On Wed, Oct 13, 2010 at 8:58 PM, Geoffrey Hutchison
<ge...@geoffhutchison.net> wrote:
>> 3429680: [Li+251] 24639246
>> 3429701: [ClH+276] 24639289
>> 3429702: CCCC[n+251]1cccc(C)c1 24639291
>
> These are an easy fix to the SMILES reader. Currently, we only take single 
> digits for charge. Now I think the molecule is preposterous (e.g., lithium 
> doesn't have 251 electrons to remove!) but I can certainly imagine some 
> metals with formal charges of +10 or above.
>
> My feeling is that eMolecules probably wants to add some level of filtering 
> to remove species with highly unusual valence.

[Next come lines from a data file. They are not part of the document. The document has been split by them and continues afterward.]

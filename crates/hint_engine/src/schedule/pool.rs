//! Worker pool for compositions
//!
//! Jobs are boxed closures pulled from a shared crossbeam channel. The queue
//! is unbounded so submitting never blocks the caller's timing loop. A job
//! that panics is logged and the worker keeps serving.

use std::panic::{self, AssertUnwindSafe};
use std::thread;

use crossbeam::channel::{unbounded, Receiver, Sender};

use super::{ScheduleError, ScheduleResult};

type Job = Box<dyn FnOnce() + Send + 'static>;

/// Simple thread pool for parallel execution
pub struct ThreadPool {
    workers: Vec<Worker>,
    sender: Option<Sender<Job>>,
}

impl ThreadPool {
    /// Spawn `size` named workers
    pub fn new(size: usize) -> ScheduleResult<Self> {
        if size == 0 {
            return Err(ScheduleError::ZeroWorkers);
        }

        let (sender, receiver) = unbounded();
        let mut workers = Vec::with_capacity(size);
        for id in 0..size {
            workers.push(Worker::new(id, receiver.clone())?);
        }

        log::debug!("Started thread pool with {} workers", size);
        Ok(ThreadPool { workers, sender: Some(sender) })
    }

    /// Queue a job without blocking; fails once the pool is shutting down
    pub fn execute<F>(&self, f: F) -> ScheduleResult<()>
    where
        F: FnOnce() + Send + 'static,
    {
        let sender = self.sender.as_ref().ok_or(ScheduleError::PoolClosed)?;
        sender.send(Box::new(f)).map_err(|_| ScheduleError::PoolClosed)
    }

    /// Number of workers
    pub fn size(&self) -> usize {
        self.workers.len()
    }
}

impl std::fmt::Debug for ThreadPool {
    fn fmt(&self, f: &mut std::fmt::Formatter<'_>) -> std::fmt::Result {
        f.debug_struct("ThreadPool").field("workers", &self.workers.len()).finish()
    }
}

impl Drop for ThreadPool {
    fn drop(&mut self) {
        // Closing the channel ends every worker loop once the queue drains
        drop(self.sender.take());

        for worker in &mut self.workers {
            if let Some(thread) = worker.thread.take() {
                if thread.join().is_err() {
                    log::error!("Worker {} terminated abnormally", worker.id);
                }
            }
        }
    }
}

struct Worker {
    id: usize,
    thread: Option<thread::JoinHandle<()>>,
}

impl Worker {
    fn new(id: usize, receiver: Receiver<Job>) -> ScheduleResult<Worker> {
        let thread = thread::Builder::new()
            .name(format!("hint-worker-{}", id))
            .spawn(move || {
                while let Ok(job) = receiver.recv() {
                    if panic::catch_unwind(AssertUnwindSafe(job)).is_err() {
                        log::error!("Job on worker {} panicked", id);
                    }
                }
            })?;

        Ok(Worker { id, thread: Some(thread) })
    }
}

#[cfg(test)]
mod tests {
    use super::*;
    use std::sync::atomic::{AtomicUsize, Ordering};
    use std::sync::Arc;
    use std::time::Duration;

    #[test]
    fn test_zero_workers_rejected() {
        assert!(matches!(ThreadPool::new(0), Err(ScheduleError::ZeroWorkers)));
    }

    #[test]
    fn test_runs_all_jobs_before_drop_returns() {
        let counter = Arc::new(AtomicUsize::new(0));
        {
            let pool = ThreadPool::new(3).unwrap();
            assert_eq!(pool.size(), 3);
            for _ in 0..50 {
                let counter = Arc::clone(&counter);
                pool.execute(move || {
                    counter.fetch_add(1, Ordering::SeqCst);
                })
                .unwrap();
            }
        }
        assert_eq!(counter.load(Ordering::SeqCst), 50);
    }

    #[test]
    fn test_execute_never_blocks_on_busy_workers() {
        let pool = ThreadPool::new(1).unwrap();
        let (release, gate) = crossbeam::channel::bounded::<()>(0);
        pool.execute(move || {
            let _ = gate.recv();
        })
        .unwrap();

        let counter = Arc::new(AtomicUsize::new(0));
        let (done_tx, done_rx) = crossbeam::channel::bounded(1);
        let submitter = std::thread::spawn({
            let counter = Arc::clone(&counter);
            move || {
                for _ in 0..500 {
                    let counter = Arc::clone(&counter);
                    pool.execute(move || {
                        counter.fetch_add(1, Ordering::SeqCst);
                    })
                    .unwrap();
                }
                let _ = done_tx.send(());
                pool
            }
        });

        // every job is queued while the only worker is still held
        assert!(done_rx.recv_timeout(Duration::from_secs(5)).is_ok());
        assert_eq!(counter.load(Ordering::SeqCst), 0);

        release.send(()).unwrap();
        drop(submitter.join().unwrap());
        assert_eq!(counter.load(Ordering::SeqCst), 500);
    }

    #[test]
    fn test_panicking_job_does_not_kill_worker() {
        let pool = ThreadPool::new(1).unwrap();
        pool.execute(|| panic!("boom")).unwrap();

        let (tx, rx) = crossbeam::channel::bounded(1);
        pool.execute(move || {
            let _ = tx.send(42);
        })
        .unwrap();
        assert_eq!(rx.recv_timeout(Duration::from_secs(5)).unwrap(), 42);
    }
}
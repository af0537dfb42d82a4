//! Text layout engine
//!
//! Turns markup into measured lines of characters. Layout is a pure
//! function of `(text, base font size)`; [`MarkupParser`] memoizes it.
//!
//! # Layout Coordinate System
//!
//! - Widths and heights are in surface units
//! - Lines stack downwards; a line is as tall as its tallest character
//!   unless `<line-height>` overrides it
//! - A line never grows wider than [`MAX_LINE_WIDTH`] unless a single
//!   character is wider on its own

use std::fmt::Write as _;
use std::sync::Arc;

use super::font_metrics::{FontMetrics, FontStyle};
use super::markup::{match_tag, CaseStyle, TagKind, TextAlign};
use crate::cache::{CacheResult, LruCache};

/// Widest a line may get before the next character wraps (±1200 units)
pub const MAX_LINE_WIDTH: f32 = 2400.0;

/// Size factor applied to lowercase letters rendered in smallcaps
pub const SMALLCAPS_SCALE: f32 = 0.8;

/// Size factor applied inside `<sub>` / `<sup>`
pub const SCRIPT_SCALE: f32 = 0.5;

/// Vertical shift of `<sub>` / `<sup>`, as a fraction of the font size
pub const SCRIPT_SHIFT: f32 = 0.4;

/// A single measured glyph
#[derive(Debug, Clone, PartialEq)]
pub struct Character {
    /// Glyph after case transforms
    pub glyph: char,
    /// Size after size tags, case style and sub/superscript
    pub font_size: f32,
    /// Advance width
    pub width: f32,
    /// Line height contribution
    pub height: f32,
    /// Vertical offset from `<voffset>` and sub/superscript
    pub voffset: f32,
    /// Bold/italic flags in effect
    pub style: FontStyle,
}
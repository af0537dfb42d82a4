//! Fixed-position element layout

use super::core::{HorizontalAlign, VerticalAnchor};
use crate::foundation::math::Rect;

/// Where a static element sits on the surface
#[derive(Debug, Clone, Copy, PartialEq, Default)]
pub struct StaticLayout {
    /// Horizontal reference point in surface units
    pub x: f32,
    /// Vertical reference point in surface units, growing downwards
    pub y: f32,
    /// Which side of the block `x` refers to
    pub align: HorizontalAlign,
    /// Which edge of the block `y` refers to
    pub anchor: VerticalAnchor,
}

impl StaticLayout {
    /// Left-aligned, top-anchored layout at `(x, y)`
    pub fn new(x: f32, y: f32) -> Self {
        Self { x, y, ..Default::default() }
    }

    /// Y of the bottom edge for a block of `height`
    pub fn bottom(&self, height: f32) -> f32 {
        self.anchor.bottom_of(self.y, height)
    }

    /// Bounding box of a `width` x `height` block at this layout
    pub fn bounds(&self, width: f32, height: f32) -> Rect {
        let bottom = self.bottom(height);
        let top = bottom - height;
        let (left, right) = match self.align {
            HorizontalAlign::Left => (self.x, self.x + width),
            HorizontalAlign::Center => (self.x - width / 2.0, self.x + width / 2.0),
            HorizontalAlign::Right => (self.x - width, self.x),
        };
        Rect::new(left, right, top, bottom)
    }
}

Yes, but we should handle this by throwing an error. There are
probably more of these cases though.

> Also, does the SMILES format have a "continue after error" flag like SDF? 
> That seems like a good addition.

I don't think so but this would be nice since it is a widely used format.

It would also be nice to have an option to write all molecules that
produced an error to a file for example. (Gert suggested this) This
could be done from OBConversion I think.

>> These have large rings which are not found I think. We should be able
>> to correctly detect ring membership though since this is done using a
>> spanning tree before SSSR/LSSR analysis is done. I'll take a look at
>> this.
>
> I found this similar bug when doing fragment analysis last night. I have a 
> defensive fix which solves the segfault but does not fix the analysis. I'll 
> commit that shortly which is useful anyway.

Sounds good.

>> consider the H atoms that are added when writing out the smiles. I can
>> add this to the canonical code but I'll probably copy some code for
>> this from the smiles format.
>
> That makes a lot of sense. It definitely seems like trunk is getting much 
> closer to "bullet-proof" which is a good sign before a release. Next come 
> thousands of users who will test our definition of bullet-proof. :-)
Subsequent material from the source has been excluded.